Originally, Bandai never intended to develop a system with Internet connectivity in mind. However, Apple and Bandai received feedback from customers, indicating that they were looking for a system that could connect to the Internet. To make Internet connectivity possible, Apple had to incorporate a modem into the Pippin design. Two years earlier (1992), Apple had already moved away from the older serial interface with an external Hayes-compatible modem on its Macintosh systems, and switched to a serial interface which included GeoPort – a serial data technology that allowed software to emulate a modem. Implementing GeoPort into the Pippin platform required Apple to make a major change in its design – moving away from the 68030 footprint and to a PowerPC footprint. Apple chose the PowerPC 603 32-bit processor, as it was designed to be a low-cost, low-end processor for embedded use.
On December 13, 1994, Apple announced the Pippin platform in Tokyo, as well as the partnership with Bandai. In March 1996, the white-colored Bandai Pippin ATMARK (ピピンアットマーク? Pipin Attomāku) went on sale in Japan at a price of 64,800 yen, which included a dial-up modem and four bundled titles. Yamashina predicted 200,000 Pippin ATMARK systems would be sold in Japan within the first twelve months.
In October 1995, the Nikkei reported that Mitsubishi Electric Corporation would follow Bandai as a licensee to the Pippin technology. Although Mitsubishi didn't actually sign a license agreement with Apple, it did manufacture the systems for Bandai (and effectively, Katz Media) on an original equipment manufacturer basis.
Bandai originally planned to launch the Pippin in 1995, but the release was later pushed back to March 1996 for Japan and June 1996 for the USA.
The black-colored Bandai Pippin @WORLD (pronounced at-world) went on sale in the United States in June 1996 at a price of US$599.00. The @WORLD bundle included a six-month unlimited Internet account from PSINet at a cost of US$24.95 per month. Bandai predicted 200,000 Pippin @WORLD systems would be sold in Japan in its first twelve months, and 300,000 systems sold in the USA within twelve months of being released there.
By 1997, the Bandai @WORLD was extremely unpopular in the United States.
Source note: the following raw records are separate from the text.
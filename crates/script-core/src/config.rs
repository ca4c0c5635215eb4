use crate::error::ConfigError;
use serde::{Deserialize, Serialize};
use std::path::{Path, PathBuf};

/// Top-level configuration.
/// Loaded from <config_dir>/scriptdeck/config.yaml
#[derive(Debug, Clone, Serialize, Deserialize)]
pub struct Config {
    #[serde(default = "default_scripts_dir")]
    pub scripts_dir: PathBuf,
    #[serde(default = "default_categories")]
    pub categories: Vec<String>,
    #[serde(default)]
    pub interpreters: Interpreters,
    #[serde(default)]
    pub history: HistoryConfig,
    /// Refuse undo for scripts whose header does not declare `UNDOABLE`.
    /// The launcher itself never checks this; callers do.
    #[serde(default = "default_true")]
    pub require_undoable: bool,
}

/// Programs used to run each script kind.
#[derive(Debug, Clone, Serialize, Deserialize, PartialEq, Eq)]
pub struct Interpreters {
    #[serde(default = "default_powershell")]
    pub powershell: String,
    #[serde(default = "default_python")]
    pub python: String,
    #[serde(default = "default_cmd")]
    pub cmd: String,
}

impl Default for Interpreters {
    fn default() -> Self {
        Self {
            powershell: default_powershell(),
            python: default_python(),
            cmd: default_cmd(),
        }
    }
}

#[derive(Debug, Clone, Serialize, Deserialize)]
pub struct HistoryConfig {
    #[serde(default = "default_true")]
    pub enabled: bool,
    #[serde(default)]
    pub dir: Option<PathBuf>,
}

impl Default for HistoryConfig {
    fn default() -> Self {
        Self {
            enabled: true,
            dir: None,
        }
    }
}

impl HistoryConfig {
    /// Configured history directory, falling back to the data dir.
    pub fn resolved_dir(&self) -> PathBuf {
        self.dir.clone().unwrap_or_else(crate::history::history_dir)
    }
}

/// Replace a leading `~` with the user's home directory.
pub fn expand_home(path: &Path) -> PathBuf {
    match (path.strip_prefix("~"), dirs::home_dir()) {
        (Ok(rest), Some(home)) => home.join(rest),
        _ => path.to_path_buf(),
    }
}

fn default_true() -> bool {
    true
}

fn default_scripts_dir() -> PathBuf {
    dirs::document_dir()
        .or_else(dirs::home_dir)
        .unwrap_or_else(|| PathBuf::from("."))
        .join("WindowsScripts")
}

pub fn default_categories() -> Vec<String> {
    [
        "UI Customizations",
        "Performance Tweaks",
        "Privacy Settings",
        "Bloatware Removal",
        "Security Enhancements",
        "System Maintenance",
        "Boot Options",
        "Network Optimizations",
        "Power Management",
        "Default Apps",
    ]
    .iter()
    .map(|s| s.to_string())
    .collect()
}

fn default_powershell() -> String {
    let program = if cfg!(windows) { "powershell" } else { "pwsh" };
    program.to_string()
}

fn default_python() -> String {
    let program = if cfg!(windows) { "python" } else { "python3" };
    program.to_string()
}

fn default_cmd() -> String {
    "cmd".to_string()
}

impl Config {
    /// Load config from the default path, or defaults if it does not exist.
    pub fn load_default() -> Result<Self, ConfigError> {
        let path = Self::default_path();
        if path.exists() {
            Self::load_from(&path)
        } else {
            Ok(Self::empty())
        }
    }

    /// Load config from a specific path.
    pub fn load_from(path: &Path) -> Result<Self, ConfigError> {
        let contents = std::fs::read_to_string(path)?;
        let mut config: Config = serde_yaml::from_str(&contents)?;
        config.scripts_dir = expand_home(&config.scripts_dir);
        config.history.dir = config.history.dir.as_deref().map(expand_home);
        Ok(config)
    }

    /// Default config file path.
    pub fn default_path() -> PathBuf {
        dirs::config_dir()
            .unwrap_or_else(|| PathBuf::from("/etc"))
            .join("scriptdeck")
            .join("config.yaml")
    }

    /// Config with every field at its default.
    pub fn empty() -> Self {
        Self {
            scripts_dir: default_scripts_dir(),
            categories: default_categories(),
            interpreters: Interpreters::default(),
            history: HistoryConfig::default(),
            require_undoable: true,
        }
    }

    pub fn to_yaml(&self) -> Result<String, ConfigError> {
        Ok(serde_yaml::to_string(self)?)
    }
}

#[cfg(test)]
mod tests {
    use super::*;

    #[test]
    fn test_empty_yaml_uses_defaults() {
        let config: Config = serde_yaml::from_str("{}").unwrap();
        assert_eq!(config.categories.len(), 10);
        assert!(config.require_undoable);
        assert!(config.history.enabled);
        assert_eq!(config.interpreters, Interpreters::default());
    }

    #[test]
    fn test_partial_interpreters() {
        let yaml = "scripts_dir: /srv/scripts\ninterpreters:\n  python: /usr/bin/python3.12\n";
        let config: Config = serde_yaml::from_str(yaml).unwrap();
        assert_eq!(config.scripts_dir, PathBuf::from("/srv/scripts"));
        assert_eq!(config.interpreters.python, "/usr/bin/python3.12");
        assert_eq!(config.interpreters.cmd, "cmd");
    }

    #[test]
    fn test_load_from_file() {
        let dir = tempfile::tempdir().unwrap();
        let path = dir.path().join("config.yaml");
        std::fs::write(&path, "categories: [Tweaks]\nrequire_undoable: false\n").unwrap();
        let config = Config::load_from(&path).unwrap();
        assert_eq!(config.categories, vec!["Tweaks".to_string()]);
        assert!(!config.require_undoable);
    }

    #[test]
    fn test_expand_home() {
        let plain = PathBuf::from("/srv/scripts");
        assert_eq!(expand_home(&plain), plain);
        if let Some(home) = dirs::home_dir() {
            assert_eq!(expand_home(Path::new("~/Scripts")), home.join("Scripts"));
        }
    }

    #[test]
    fn test_yaml_roundtrip_keeps_history_dir() {
        let mut config = Config::empty();
        config.history.dir = Some(PathBuf::from("/tmp/runs"));
        let yaml = config.to_yaml().unwrap();
        let back: Config = serde_yaml::from_str(&yaml).unwrap();
        assert_eq!(back.history.resolved_dir(), PathBuf::from("/tmp/runs"));
    }
}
Bandai pulled the @WORLD out of the American market, and shipped the unsold units back to Japan. The black-colored units were re-branded ATMARK (without the ATMARK labeling on the front) and sold in the Japanese market.
On June 4, 1996, Katz Media, based in Norway, became the second (and last) company to sign a license agreement with Apple to produce Pippin systems. While Bandai was targeting the Japan and United States markets, Katz Media focused on Europe and Canada. Because Katz Media was a media software-only company, it signed an agreement with Bandai so that Bandai would produce the hardware as an OEM for Katz Media.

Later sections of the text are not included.